TASK ITEM » Given the listing below, write out exactly the lines starting with the line that has "use serde::Serialize;" and going on through the line that has "#[cfg(test)]", both kept.

DATA LISTING »
□ □ □ □ □
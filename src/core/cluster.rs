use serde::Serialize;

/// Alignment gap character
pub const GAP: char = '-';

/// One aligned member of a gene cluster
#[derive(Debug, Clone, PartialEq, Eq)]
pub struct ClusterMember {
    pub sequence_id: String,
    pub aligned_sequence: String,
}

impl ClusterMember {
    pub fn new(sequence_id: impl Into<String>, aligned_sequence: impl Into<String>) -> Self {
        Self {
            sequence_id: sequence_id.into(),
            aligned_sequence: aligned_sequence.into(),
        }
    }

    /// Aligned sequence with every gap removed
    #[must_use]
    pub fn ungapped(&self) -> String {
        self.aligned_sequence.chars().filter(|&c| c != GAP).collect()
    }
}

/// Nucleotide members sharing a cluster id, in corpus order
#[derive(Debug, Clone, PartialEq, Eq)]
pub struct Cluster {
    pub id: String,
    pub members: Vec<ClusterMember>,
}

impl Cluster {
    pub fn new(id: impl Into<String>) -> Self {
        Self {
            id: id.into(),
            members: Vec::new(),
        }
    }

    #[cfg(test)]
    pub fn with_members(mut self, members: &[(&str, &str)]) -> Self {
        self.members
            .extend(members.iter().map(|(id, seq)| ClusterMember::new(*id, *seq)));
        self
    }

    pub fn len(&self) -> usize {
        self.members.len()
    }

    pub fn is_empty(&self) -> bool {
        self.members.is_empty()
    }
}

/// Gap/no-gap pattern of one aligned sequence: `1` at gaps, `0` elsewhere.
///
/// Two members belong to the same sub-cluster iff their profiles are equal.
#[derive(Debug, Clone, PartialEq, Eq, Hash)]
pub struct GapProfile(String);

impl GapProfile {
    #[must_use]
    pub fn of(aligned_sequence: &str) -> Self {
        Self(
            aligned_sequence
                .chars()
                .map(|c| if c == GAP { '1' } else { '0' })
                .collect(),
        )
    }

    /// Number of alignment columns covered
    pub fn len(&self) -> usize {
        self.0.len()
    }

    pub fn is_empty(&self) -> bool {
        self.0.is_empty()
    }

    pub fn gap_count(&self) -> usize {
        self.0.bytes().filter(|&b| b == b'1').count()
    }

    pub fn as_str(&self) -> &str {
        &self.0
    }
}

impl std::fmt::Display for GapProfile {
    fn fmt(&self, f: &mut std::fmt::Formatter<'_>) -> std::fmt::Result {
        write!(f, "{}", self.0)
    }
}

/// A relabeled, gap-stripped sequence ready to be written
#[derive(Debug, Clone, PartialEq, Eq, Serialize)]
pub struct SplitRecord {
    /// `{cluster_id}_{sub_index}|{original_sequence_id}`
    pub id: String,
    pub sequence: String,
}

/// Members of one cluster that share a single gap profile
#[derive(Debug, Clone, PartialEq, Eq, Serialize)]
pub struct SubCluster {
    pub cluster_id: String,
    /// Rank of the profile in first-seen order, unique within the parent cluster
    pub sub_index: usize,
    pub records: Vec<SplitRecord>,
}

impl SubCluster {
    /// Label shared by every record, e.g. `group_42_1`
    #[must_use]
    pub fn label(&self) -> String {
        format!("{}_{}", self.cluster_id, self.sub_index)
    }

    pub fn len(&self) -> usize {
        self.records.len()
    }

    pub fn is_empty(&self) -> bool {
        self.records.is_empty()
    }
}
□ □ □ □ □
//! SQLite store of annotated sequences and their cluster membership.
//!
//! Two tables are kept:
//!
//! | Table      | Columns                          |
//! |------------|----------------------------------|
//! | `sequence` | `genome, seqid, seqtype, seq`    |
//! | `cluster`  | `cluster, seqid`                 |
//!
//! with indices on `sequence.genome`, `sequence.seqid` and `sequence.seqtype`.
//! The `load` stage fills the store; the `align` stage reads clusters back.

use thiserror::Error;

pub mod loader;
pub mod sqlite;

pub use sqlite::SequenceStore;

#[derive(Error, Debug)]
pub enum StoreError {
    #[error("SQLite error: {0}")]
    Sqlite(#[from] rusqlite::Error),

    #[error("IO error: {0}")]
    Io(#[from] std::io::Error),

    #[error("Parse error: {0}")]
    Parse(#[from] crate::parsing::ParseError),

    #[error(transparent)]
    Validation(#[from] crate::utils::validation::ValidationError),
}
□ □ □ □ □
RESPONSE TO THIS TASK »
use serde::Serialize;

/// Alignment gap character
pub const GAP: char = '-';

/// One aligned member of a gene cluster
#[derive(Debug, Clone, PartialEq, Eq)]
pub struct ClusterMember {
    pub sequence_id: String,
    pub aligned_sequence: String,
}

impl ClusterMember {
    pub fn new(sequence_id: impl Into<String>, aligned_sequence: impl Into<String>) -> Self {
        Self {
            sequence_id: sequence_id.into(),
            aligned_sequence: aligned_sequence.into(),
        }
    }

    /// Aligned sequence with every gap removed
    #[must_use]
    pub fn ungapped(&self) -> String {
        self.aligned_sequence.chars().filter(|&c| c != GAP).collect()
    }
}

/// Nucleotide members sharing a cluster id, in corpus order
#[derive(Debug, Clone, PartialEq, Eq)]
pub struct Cluster {
    pub id: String,
    pub members: Vec<ClusterMember>,
}

impl Cluster {
    pub fn new(id: impl Into<String>) -> Self {
        Self {
            id: id.into(),
            members: Vec::new(),
        }
    }

    #[cfg(test)]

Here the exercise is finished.